#### [Provided data]
------------------------------------------------------------
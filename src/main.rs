use clap::Parser;
use task_manager::cli::{self, Cli, Command};

#[tokio::main]
async fn main() -> anyhow::Result<()> {
    let cli = Cli::parse();

    match cli.command.unwrap_or(Command::Serve) {
        Command::Serve => cli::serve::run().await,
        Command::Config => cli::config::run(),
    }
}
//! Project endpoints

use axum::{
    extract::{Path, State},
    http::StatusCode,
    routing::{delete, get, post},
    Router,
};
use serde::{Deserialize, Serialize};
use utoipa::ToSchema;
use tracing::debug;
use validator::Validate;

use crate::api::middleware::RequireUser;
use crate::api::state::AppState;
use crate::api::types::{ApiError, ApiErrorResponse, Json, ValidatedJson};
use crate::domain::project::{Project, ProjectId};
use crate::domain::user::UserId;
use crate::infrastructure::project::{CreateProjectRequest, UpdateProjectRequest};

#[derive(Debug, Clone, Deserialize, Validate, ToSchema)]
pub struct CreateProjectApiRequest {
    #[validate(length(min = 3, max = 50, message = "must be between 3 and 50 characters"))]
    pub name: String,
    #[serde(default)]
    #[validate(length(max = 500, message = "must be at most 500 characters"))]
    pub description: Option<String>,
}

#[derive(Debug, Clone, Deserialize, Validate, ToSchema)]
pub struct UpdateProjectApiRequest {
    #[validate(length(min = 3, max = 50, message = "must be between 3 and 50 characters"))]
    pub name: Option<String>,
    #[validate(length(max = 500, message = "must be at most 500 characters"))]
    pub description: Option<String>,
}

#[derive(Debug, Clone, Deserialize, ToSchema)]
#[serde(rename_all = "camelCase")]
pub struct MemberApiRequest {
    pub user_id: String,
}

#[derive(Debug, Clone, Serialize, ToSchema)]
pub struct ProjectEnvelope {
    pub message: String,
    pub project: Project,
}

impl ProjectEnvelope {
    fn new(message: &str, project: Project) -> Json<Self> {
        Json(Self {
            message: message.to_string(),
            project,
        })
    }
}

pub fn create_projects_router() -> Router<AppState> {
    Router::new()
        .route("/", post(create_project).get(list_my_projects))
        .route("/all", get(list_all_projects))
        .route(
            "/{project_id}",
            get(get_project).put(update_project).delete(delete_project),
        )
        .route("/{project_id}/members", post(add_member))
        .route("/{project_id}/members/{user_id}", delete(remove_member))
}

/// POST /api/projects
#[utoipa::path(
    post,
    path = "/api/projects",
    tag = "Projects",
    request_body = CreateProjectApiRequest,
    responses(
        (status = 201, description = "Project created", body = ProjectEnvelope),
        (status = 400, description = "Invalid input", body = ApiErrorResponse),
        (status = 401, description = "Missing or invalid token", body = ApiErrorResponse),
    ),
    security(("bearer_auth" = [])),
)]
pub async fn create_project(
    State(state): State<AppState>,
    RequireUser(user): RequireUser,
    ValidatedJson(request): ValidatedJson<CreateProjectApiRequest>,
) -> Result<(StatusCode, Json<ProjectEnvelope>), ApiError> {
    debug!(owner = %user.id(), name = %request.name, "Creating project");

    let project = state
        .project_service
        .create(
            CreateProjectRequest {
                name: request.name,
                description: request.description,
            },
            user.id().clone(),
        )
        .await?;

    Ok((
        StatusCode::CREATED,
        ProjectEnvelope::new("Project created successfully", project),
    ))
}

/// GET /api/projects/all
#[utoipa::path(
    get,
    path = "/api/projects/all",
    tag = "Projects",
    responses(
        (status = 200, description = "Every project", body = Vec<Project>),
        (status = 401, description = "Missing or invalid token", body = ApiErrorResponse),
    ),
    security(("bearer_auth" = [])),
)]
pub async fn list_all_projects(
    State(state): State<AppState>,
    _user: RequireUser,
) -> Result<Json<Vec<Project>>, ApiError> {
    Ok(Json(state.project_service.list_all().await?))
}

/// GET /api/projects
#[utoipa::path(
    get,
    path = "/api/projects",
    tag = "Projects",
    responses(
        (status = 200, description = "Projects the caller owns or belongs to", body = Vec<Project>),
        (status = 401, description = "Missing or invalid token", body = ApiErrorResponse),
    ),
    security(("bearer_auth" = [])),
)]
pub async fn list_my_projects(
    State(state): State<AppState>,
    RequireUser(user): RequireUser,
) -> Result<Json<Vec<Project>>, ApiError> {
    Ok(Json(state.project_service.list_for_user(user.id()).await?))
}

/// GET /api/projects/{project_id}
#[utoipa::path(
    get,
    path = "/api/projects/{project_id}",
    tag = "Projects",
    params(
        ("project_id" = String, Path, description = "Project id"),
    ),
    responses(
        (status = 200, description = "Project", body = Project),
        (status = 400, description = "Malformed id", body = ApiErrorResponse),
        (status = 404, description = "Project not found", body = ApiErrorResponse),
        (status = 401, description = "Missing or invalid token", body = ApiErrorResponse),
    ),
    security(("bearer_auth" = [])),
)]
pub async fn get_project(
    State(state): State<AppState>,
    _user: RequireUser,
    Path(project_id): Path<String>,
) -> Result<Json<Project>, ApiError> {
    let id = ProjectId::parse(&project_id)?;

    Ok(Json(state.project_service.get_required(&id).await?))
}

/// PUT /api/projects/{project_id}
#[utoipa::path(
    put,
    path = "/api/projects/{project_id}",
    tag = "Projects",
    params(
        ("project_id" = String, Path, description = "Project id"),
    ),
    request_body = UpdateProjectApiRequest,
    responses(
        (status = 200, description = "Project updated", body = ProjectEnvelope),
        (status = 400, description = "Invalid input", body = ApiErrorResponse),
        (status = 404, description = "Project not found", body = ApiErrorResponse),
        (status = 401, description = "Missing or invalid token", body = ApiErrorResponse),
    ),
    security(("bearer_auth" = [])),
)]
pub async fn update_project(
    State(state): State<AppState>,
    _user: RequireUser,
    Path(project_id): Path<String>,
    ValidatedJson(request): ValidatedJson<UpdateProjectApiRequest>,
) -> Result<Json<ProjectEnvelope>, ApiError> {
    let id = ProjectId::parse(&project_id)?;
    debug!(project_id = %id, "Updating project");

    let project = state
        .project_service
        .update(
            &id,
            UpdateProjectRequest {
                name: request.name,
                description: request.description,
            },
        )
        .await?;

    Ok(ProjectEnvelope::new("Project updated successfully", project))
}

/// DELETE /api/projects/{project_id}
///
/// Removes the project's tasks too and returns the deleted project.
#[utoipa::path(
    delete,
    path = "/api/projects/{project_id}",
    tag = "Projects",
    params(
        ("project_id" = String, Path, description = "Project id"),
    ),
    responses(
        (status = 200, description = "Deleted project, its tasks removed", body = Project),
        (status = 404, description = "Project not found", body = ApiErrorResponse),
        (status = 401, description = "Missing or invalid token", body = ApiErrorResponse),
    ),
    security(("bearer_auth" = [])),
)]
pub async fn delete_project(
    State(state): State<AppState>,
    _user: RequireUser,
    Path(project_id): Path<String>,
) -> Result<Json<Project>, ApiError> {
    let id = ProjectId::parse(&project_id)?;
    debug!(project_id = %id, "Deleting project");

    Ok(Json(state.project_service.delete(&id).await?))
}

/// POST /api/projects/{project_id}/members
#[utoipa::path(
    post,
    path = "/api/projects/{project_id}/members",
    tag = "Projects",
    params(
        ("project_id" = String, Path, description = "Project id"),
    ),
    request_body = MemberApiRequest,
    responses(
        (status = 200, description = "Member added", body = ProjectEnvelope),
        (status = 400, description = "Malformed id", body = ApiErrorResponse),
        (status = 404, description = "Project not found", body = ApiErrorResponse),
        (status = 401, description = "Missing or invalid token", body = ApiErrorResponse),
    ),
    security(("bearer_auth" = [])),
)]
pub async fn add_member(
    State(state): State<AppState>,
    _user: RequireUser,
    Path(project_id): Path<String>,
    Json(request): Json<MemberApiRequest>,
) -> Result<Json<ProjectEnvelope>, ApiError> {
    let id = ProjectId::parse(&project_id)?;
    let member = UserId::parse(&request.user_id)?;

    let project = state.project_service.add_member(&id, &member).await?;

    Ok(ProjectEnvelope::new("Member added successfully", project))
}

/// DELETE /api/projects/{project_id}/members/{user_id}
#[utoipa::path(
    delete,
    path = "/api/projects/{project_id}/members/{user_id}",
    tag = "Projects",
    params(
        ("project_id" = String, Path, description = "Project id"),
        ("user_id" = String, Path, description = "Member user id"),
    ),
    responses(
        (status = 200, description = "Member removed", body = ProjectEnvelope),
        (status = 400, description = "Malformed id", body = ApiErrorResponse),
        (status = 404, description = "Project not found", body = ApiErrorResponse),
        (status = 401, description = "Missing or invalid token", body = ApiErrorResponse),
    ),
    security(("bearer_auth" = [])),
)]
pub async fn remove_member(
    State(state): State<AppState>,
    _user: RequireUser,
    Path((project_id, user_id)): Path<(String, String)>,
) -> Result<Json<ProjectEnvelope>, ApiError> {
    let id = ProjectId::parse(&project_id)?;
    let member = UserId::parse(&user_id)?;

    let project = state.project_service.remove_member(&id, &member).await?;

    Ok(ProjectEnvelope::new("Member removed successfully", project))
}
------------------------------------------------------------
#### [Your instructions]
Copy every line above that holds the word "UpdateProjectRequest".

#### [Solution to the problem]
use crate::infrastructure::project::{CreateProjectRequest, UpdateProjectRequest};
            UpdateProjectRequest {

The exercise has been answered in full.